__Data for analysis__:
____
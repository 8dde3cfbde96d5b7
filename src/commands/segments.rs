use crate::aggregate;
use crate::data::Dataset;
use crate::error::Result;
use crate::filter::{SegmentSelection, filter_segments};
use crate::format::{format_amount, group_thousands};
use std::io::{self, Write};

/// Run the segments command - what the filters can choose from
pub fn run(dataset: &Dataset) -> Result<()> {
    let stdout = io::stdout();
    let mut out = stdout.lock();
    write_segments(dataset, &mut out)
}

pub fn write_segments<W: Write>(dataset: &Dataset, out: &mut W) -> Result<()> {
    match dataset.bounds {
        Some(b) => writeln!(out, "# Purchase dates: {} .. {}", b.min, b.max)?,
        None => writeln!(out, "# Purchase dates: none")?,
    }
    writeln!(
        out,
        "# {} transactions | {} customers",
        group_thousands(dataset.transactions.len() as u64),
        group_thousands(dataset.customers.len() as u64)
    )?;
    writeln!(out)?;

    let customers = filter_segments(&dataset.customers, &SegmentSelection::All);
    let counts = aggregate::segment_counts(&customers);
    if counts.is_empty() {
        writeln!(out, "No segments found in {}", dataset.paths.rfm.display())?;
        return Ok(());
    }

    let revenue = aggregate::segment_revenue(&customers);
    writeln!(out, "{:<28} {:>10} {:>16}", "SEGMENT", "CUSTOMERS", "REVENUE")?;
    writeln!(out, "{}", "-".repeat(56))?;
    for c in counts {
        let total = revenue
            .iter()
            .find(|r| r.segment == c.segment)
            .map(|r| r.revenue)
            .unwrap_or(0.0);
        writeln!(
            out,
            "{:<28} {:>10} {:>16}",
            c.segment,
            group_thousands(c.customers as u64),
            format_amount(total)
        )?;
    }

    Ok(())
}
//! Grouped aggregates over filtered subsets.
//!
//! Every function here is pure: the result depends only on the rows passed
//! in, and empty input gives empty lists or zeroed metrics.

use crate::data::{CustomerRfm, Transaction};
use serde::Serialize;
use std::collections::{BTreeMap, HashMap, HashSet};

pub const DEFAULT_TOP_N: usize = 10;

#[derive(Clone, Copy, Debug, Default, PartialEq, Serialize)]
pub struct SummaryMetrics {
    pub distinct_customers: usize,
    pub total_monetary: f64,
    pub distinct_segments: usize,
}

#[derive(Clone, Debug, PartialEq, Serialize)]
pub struct SegmentCount {
    pub segment: String,
    pub customers: usize,
}

#[derive(Clone, Debug, PartialEq, Serialize)]
pub struct SegmentRevenue {
    pub segment: String,
    pub revenue: f64,
}

#[derive(Clone, Debug, PartialEq, Serialize)]
pub struct StateCustomers {
    pub state: String,
    pub customers: usize,
}

#[derive(Clone, Debug, PartialEq, Serialize)]
pub struct StateRevenue {
    pub state: String,
    pub revenue: f64,
}

pub fn summary_metrics(rows: &[&CustomerRfm]) -> SummaryMetrics {
    let customers: HashSet<&str> = rows.iter().map(|c| c.customer_id.as_str()).collect();
    let segments: HashSet<&str> = rows.iter().map(|c| c.segment.as_str()).collect();
    SummaryMetrics {
        distinct_customers: customers.len(),
        total_monetary: rows.iter().map(|c| c.monetary).sum(),
        distinct_segments: segments.len(),
    }
}

/// Rows per segment, largest first; ties keep first-seen order
pub fn segment_counts(rows: &[&CustomerRfm]) -> Vec<SegmentCount> {
    let mut counts = group_in_order(rows, |c| &c.segment, |_| 1usize);
    counts.sort_by(|a, b| b.1.cmp(&a.1));
    counts
        .into_iter()
        .map(|(segment, customers)| SegmentCount {
            segment: segment.to_string(),
            customers,
        })
        .collect()
}

/// Monetary total per segment, largest first; ties keep first-seen order
pub fn segment_revenue(rows: &[&CustomerRfm]) -> Vec<SegmentRevenue> {
    let mut sums = group_in_order(rows, |c| &c.segment, |c| c.monetary);
    sums.sort_by(|a, b| b.1.total_cmp(&a.1));
    sums.into_iter()
        .map(|(segment, revenue)| SegmentRevenue {
            segment: segment.to_string(),
            revenue,
        })
        .collect()
}

/// States with the most distinct customers; ties by ascending state code
pub fn top_states_by_customers(rows: &[&Transaction], n: usize) -> Vec<StateCustomers> {
    let mut by_state: BTreeMap<&str, HashSet<&str>> = BTreeMap::new();
    for t in rows {
        by_state
            .entry(t.customer_state.as_str())
            .or_default()
            .insert(t.customer_id.as_str());
    }

    let mut ranked: Vec<(&str, usize)> = by_state
        .into_iter()
        .map(|(state, ids)| (state, ids.len()))
        .collect();
    ranked.sort_by(|a, b| b.1.cmp(&a.1));
    ranked.truncate(n);

    ranked
        .into_iter()
        .map(|(state, customers)| StateCustomers {
            state: state.to_string(),
            customers,
        })
        .collect()
}

/// States with the highest payment total; ties by ascending state code
pub fn top_states_by_revenue(rows: &[&Transaction], n: usize) -> Vec<StateRevenue> {
    let mut by_state: BTreeMap<&str, f64> = BTreeMap::new();
    for t in rows {
        *by_state.entry(t.customer_state.as_str()).or_default() += t.payment_value;
    }

    // BTreeMap yields states ascending, so the stable sort keeps that for ties
    let mut ranked: Vec<(&str, f64)> = by_state.into_iter().collect();
    ranked.sort_by(|a, b| b.1.total_cmp(&a.1));
    ranked.truncate(n);

    ranked
        .into_iter()
        .map(|(state, revenue)| StateRevenue {
            state: state.to_string(),
            revenue,
        })
        .collect()
}

/// Fold rows into (key, accumulator) pairs, keys in first-encountered order
fn group_in_order<'a, T, V>(
    rows: &[&'a T],
    key: impl Fn(&'a T) -> &'a String,
    value: impl Fn(&'a T) -> V,
) -> Vec<(&'a str, V)>
where
    V: std::ops::AddAssign + Default,
{
    let mut index: HashMap<&str, usize> = HashMap::new();
    let mut groups: Vec<(&str, V)> = Vec::new();
    for &row in rows {
        let k = key(row).as_str();
        let slot = *index.entry(k).or_insert_with(|| {
            groups.push((k, V::default()));
            groups.len() - 1
        });
        groups[slot].1 += value(row);
    }
    groups
}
____
__Task to complete__: Could you output each line above exactly as it was given?

__Exercise answer__:
repository 8dde3cfbde96d5b7
filename src/commands/segments.rs
use crate::aggregate;
use crate::data::Dataset;
use crate::error::Result;
use crate::filter::{SegmentSelection, filter_segments};
use crate::format::{format_amount, group_thousands};
use std::io::{self, Write};

/// Run the segments command - what the filters can choose from
pub fn run(dataset: &Dataset) -> Result<()> {
    let stdout = io::stdout();
    let mut out = stdout.lock();
    write_segments(dataset, &mut out)
}

pub fn write_segments<W: Write>(dataset: &Dataset, out: &mut W) -> Result<()> {
    match dataset.bounds {
        Some(b) => writeln!(out, "# Purchase dates: {} .. {}", b.min, b.max)?,
        None => writeln!(out, "# Purchase dates: none")?,
    }
    writeln!(
        out,
        "# {} transactions | {} customers",
        group_thousands(dataset.transactions.len() as u64),
        group_thousands(dataset.customers.len() as u64)
    )?;
    writeln!(out)?;

    let customers = filter_segments(&dataset.customers, &SegmentSelection::All);
    let counts = aggregate::segment_counts(&customers);
    if counts.is_empty() {
        writeln!(out, "No segments found in {}", dataset.paths.rfm.display())?;
        return Ok(());
    }

    let revenue = aggregate::segment_revenue(&customers);
    writeln!(out, "{:<28} {:>10} {:>16}", "SEGMENT", "CUSTOMERS", "REVENUE")?;
    writeln!(out, "{}", "-".repeat(56))?;
    for c in counts {
        let total = revenue
            .iter()
            .find(|r| r.segment == c.segment)
            .map(|r| r.revenue)
            .unwrap_or(0.0);
        writeln!(
            out,
            "{:<28} {:>10} {:>16}",
            c.segment,
            group_thousands(c.customers as u64),
            format_amount(total)
        )?;
    }

    Ok(())
}
//! Grouped aggregates over filtered subsets.
//!
//! Every function here is pure: the result depends only on the rows passed
//! in, and empty input gives empty lists or zeroed metrics.

use crate::data::{CustomerRfm, Transaction};
use serde::Serialize;
use std::collections::{BTreeMap, HashMap, HashSet};

pub const DEFAULT_TOP_N: usize = 10;

#[derive(Clone, Copy, Debug, Default, PartialEq, Serialize)]
pub struct SummaryMetrics {
    pub distinct_customers: usize,
    pub total_monetary: f64,
    pub distinct_segments: usize,
}

#[derive(Clone, Debug, PartialEq, Serialize)]
pub struct SegmentCount {
    pub segment: String,
    pub customers: usize,
}

#[derive(Clone, Debug, PartialEq, Serialize)]
pub struct SegmentRevenue {
    pub segment: String,
    pub revenue: f64,
}

#[derive(Clone, Debug, PartialEq, Serialize)]
pub struct StateCustomers {
    pub state: String,
    pub customers: usize,
}

#[derive(Clone, Debug, PartialEq, Serialize)]
pub struct StateRevenue {
    pub state: String,
    pub revenue: f64,
}

pub fn summary_metrics(rows: &[&CustomerRfm]) -> SummaryMetrics {
    let customers: HashSet<&str> = rows.iter().map(|c| c.customer_id.as_str()).collect();
    let segments: HashSet<&str> = rows.iter().map(|c| c.segment.as_str()).collect();
    SummaryMetrics {
        distinct_customers: customers.len(),
        total_monetary: rows.iter().map(|c| c.monetary).sum(),
        distinct_segments: segments.len(),
    }
}

/// Rows per segment, largest first; ties keep first-seen order
pub fn segment_counts(rows: &[&CustomerRfm]) -> Vec<SegmentCount> {
    let mut counts = group_in_order(rows, |c| &c.segment, |_| 1usize);
    counts.sort_by(|a, b| b.1.cmp(&a.1));
    counts
        .into_iter()
        .map(|(segment, customers)| SegmentCount {
            segment: segment.to_string(),
            customers,
        })
        .collect()
}

/// Monetary total per segment, largest first; ties keep first-seen order
pub fn segment_revenue(rows: &[&CustomerRfm]) -> Vec<SegmentRevenue> {
    let mut sums = group_in_order(rows, |c| &c.segment, |c| c.monetary);
    sums.sort_by(|a, b| b.1.total_cmp(&a.1));
    sums.into_iter()
        .map(|(segment, revenue)| SegmentRevenue {
            segment: segment.to_string(),
            revenue,
        })
        .collect()
}

/// States with the most distinct customers; ties by ascending state code
pub fn top_states_by_customers(rows: &[&Transaction], n: usize) -> Vec<StateCustomers> {
    let mut by_state: BTreeMap<&str, HashSet<&str>> = BTreeMap::new();
    for t in rows {
        by_state
            .entry(t.customer_state.as_str())
            .or_default()
            .insert(t.customer_id.as_str());
    }

    let mut ranked: Vec<(&str, usize)> = by_state
        .into_iter()
        .map(|(state, ids)| (state, ids.len()))
        .collect();
    ranked.sort_by(|a, b| b.1.cmp(&a.1));
    ranked.truncate(n);

    ranked
        .into_iter()
        .map(|(state, customers)| StateCustomers {
            state: state.to_string(),
            customers,
        })
        .collect()
}

/// States with the highest payment total; ties by ascending state code
pub fn top_states_by_revenue(rows: &[&Transaction], n: usize) -> Vec<StateRevenue> {
    let mut by_state: BTreeMap<&str, f64> = BTreeMap::new();
    for t in rows {
        *by_state.entry(t.customer_state.as_str()).or_default() += t.payment_value;
    }

    // BTreeMap yields states ascending, so the stable sort keeps that for ties
    let mut ranked: Vec<(&str, f64)> = by_state.into_iter().collect();
    ranked.sort_by(|a, b| b.1.total_cmp(&a.1));
    ranked.truncate(n);

    ranked
        .into_iter()
        .map(|(state, revenue)| StateRevenue {
            state: state.to_string(),
            revenue,
        })
        .collect()
}

/// Fold rows into (key, accumulator) pairs, keys in first-encountered order
fn group_in_order<'a, T, V>(
    rows: &[&'a T],
    key: impl Fn(&'a T) -> &'a String,
    value: impl Fn(&'a T) -> V,
) -> Vec<(&'a str, V)>
where
    V: std::ops::AddAssign + Default,
{
    let mut index: HashMap<&str, usize> = HashMap::new();
    let mut groups: Vec<(&str, V)> = Vec::new();
    for &row in rows {
        let k = key(row).as_str();
        let slot = *index.entry(k).or_insert_with(|| {
            groups.push((k, V::default()));
            groups.len() - 1
        });
        groups[slot].1 += value(row);
    }
    groups
}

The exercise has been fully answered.